- DATA EXTRACT -

==========

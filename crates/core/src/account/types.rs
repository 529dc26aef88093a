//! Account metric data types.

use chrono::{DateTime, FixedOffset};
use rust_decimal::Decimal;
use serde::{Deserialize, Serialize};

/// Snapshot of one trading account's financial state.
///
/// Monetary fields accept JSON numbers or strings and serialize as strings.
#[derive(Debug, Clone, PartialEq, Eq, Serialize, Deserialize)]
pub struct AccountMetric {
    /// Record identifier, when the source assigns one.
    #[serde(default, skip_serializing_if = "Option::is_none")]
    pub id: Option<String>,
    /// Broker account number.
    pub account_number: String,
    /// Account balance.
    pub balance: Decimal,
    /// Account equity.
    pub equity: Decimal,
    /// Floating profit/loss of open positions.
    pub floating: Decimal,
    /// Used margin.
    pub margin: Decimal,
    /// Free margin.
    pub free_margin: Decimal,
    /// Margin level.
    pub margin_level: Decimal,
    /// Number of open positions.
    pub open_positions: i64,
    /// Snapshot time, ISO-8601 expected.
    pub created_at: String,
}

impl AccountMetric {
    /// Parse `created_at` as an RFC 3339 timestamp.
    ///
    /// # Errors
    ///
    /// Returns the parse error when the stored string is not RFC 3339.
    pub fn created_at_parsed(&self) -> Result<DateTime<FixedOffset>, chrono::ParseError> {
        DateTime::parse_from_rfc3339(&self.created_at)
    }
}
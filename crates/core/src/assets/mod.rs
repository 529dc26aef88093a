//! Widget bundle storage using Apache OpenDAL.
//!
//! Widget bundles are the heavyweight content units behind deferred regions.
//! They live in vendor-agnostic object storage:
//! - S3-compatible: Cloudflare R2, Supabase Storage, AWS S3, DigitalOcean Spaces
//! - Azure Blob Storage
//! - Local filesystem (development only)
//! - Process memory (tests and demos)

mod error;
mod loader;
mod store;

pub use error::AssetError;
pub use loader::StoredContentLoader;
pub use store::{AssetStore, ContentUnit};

==========

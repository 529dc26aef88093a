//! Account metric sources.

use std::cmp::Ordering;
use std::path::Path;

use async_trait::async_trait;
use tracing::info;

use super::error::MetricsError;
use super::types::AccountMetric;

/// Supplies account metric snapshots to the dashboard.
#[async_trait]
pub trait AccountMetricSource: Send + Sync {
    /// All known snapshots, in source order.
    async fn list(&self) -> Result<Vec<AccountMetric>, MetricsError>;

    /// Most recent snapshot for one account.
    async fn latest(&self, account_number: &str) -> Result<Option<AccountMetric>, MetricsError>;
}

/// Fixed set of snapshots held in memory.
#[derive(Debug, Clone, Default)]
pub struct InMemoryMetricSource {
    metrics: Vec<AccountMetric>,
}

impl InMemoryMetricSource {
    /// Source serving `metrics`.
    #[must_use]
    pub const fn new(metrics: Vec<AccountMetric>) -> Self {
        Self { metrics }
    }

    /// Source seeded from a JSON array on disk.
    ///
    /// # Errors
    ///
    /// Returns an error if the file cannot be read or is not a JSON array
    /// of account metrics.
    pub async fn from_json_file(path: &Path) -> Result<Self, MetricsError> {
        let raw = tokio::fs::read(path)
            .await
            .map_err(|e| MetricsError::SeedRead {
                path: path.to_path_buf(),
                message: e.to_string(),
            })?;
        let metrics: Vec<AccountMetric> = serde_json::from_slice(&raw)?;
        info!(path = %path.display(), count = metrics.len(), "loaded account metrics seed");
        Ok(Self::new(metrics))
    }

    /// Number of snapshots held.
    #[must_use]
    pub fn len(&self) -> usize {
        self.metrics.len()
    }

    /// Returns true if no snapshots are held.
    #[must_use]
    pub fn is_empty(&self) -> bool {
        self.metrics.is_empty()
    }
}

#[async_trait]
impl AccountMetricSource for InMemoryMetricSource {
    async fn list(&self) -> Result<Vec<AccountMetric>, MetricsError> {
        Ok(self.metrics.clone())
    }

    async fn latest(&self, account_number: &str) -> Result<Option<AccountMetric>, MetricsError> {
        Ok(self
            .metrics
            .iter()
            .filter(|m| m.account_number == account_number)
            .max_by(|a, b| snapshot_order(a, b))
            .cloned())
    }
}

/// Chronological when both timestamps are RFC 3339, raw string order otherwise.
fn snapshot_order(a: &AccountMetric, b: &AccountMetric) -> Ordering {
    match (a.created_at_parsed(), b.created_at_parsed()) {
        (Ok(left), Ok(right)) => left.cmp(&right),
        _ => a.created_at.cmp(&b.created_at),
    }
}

==========

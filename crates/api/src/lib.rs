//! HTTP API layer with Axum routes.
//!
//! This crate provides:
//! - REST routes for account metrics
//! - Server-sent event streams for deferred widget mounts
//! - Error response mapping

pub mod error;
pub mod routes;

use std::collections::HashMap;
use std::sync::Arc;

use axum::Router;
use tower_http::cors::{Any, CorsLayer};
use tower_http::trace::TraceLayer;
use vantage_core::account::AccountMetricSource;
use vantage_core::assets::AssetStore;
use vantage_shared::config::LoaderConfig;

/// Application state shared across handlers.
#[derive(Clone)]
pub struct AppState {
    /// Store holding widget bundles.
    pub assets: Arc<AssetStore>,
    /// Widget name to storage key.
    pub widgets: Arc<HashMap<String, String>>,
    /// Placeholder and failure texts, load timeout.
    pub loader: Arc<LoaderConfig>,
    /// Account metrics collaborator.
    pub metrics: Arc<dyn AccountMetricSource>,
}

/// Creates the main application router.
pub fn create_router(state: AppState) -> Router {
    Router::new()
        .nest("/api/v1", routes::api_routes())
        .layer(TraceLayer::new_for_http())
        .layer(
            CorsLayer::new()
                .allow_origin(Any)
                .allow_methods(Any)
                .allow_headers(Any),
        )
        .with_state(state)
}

==========

- WORK TO COMPLETE -
When a line in the listing has the word "bundles", return that line.

- EXPECTED ANSWER -
//! Widget bundles are the heavyweight content units behind deferred regions.
    /// Store holding widget bundles.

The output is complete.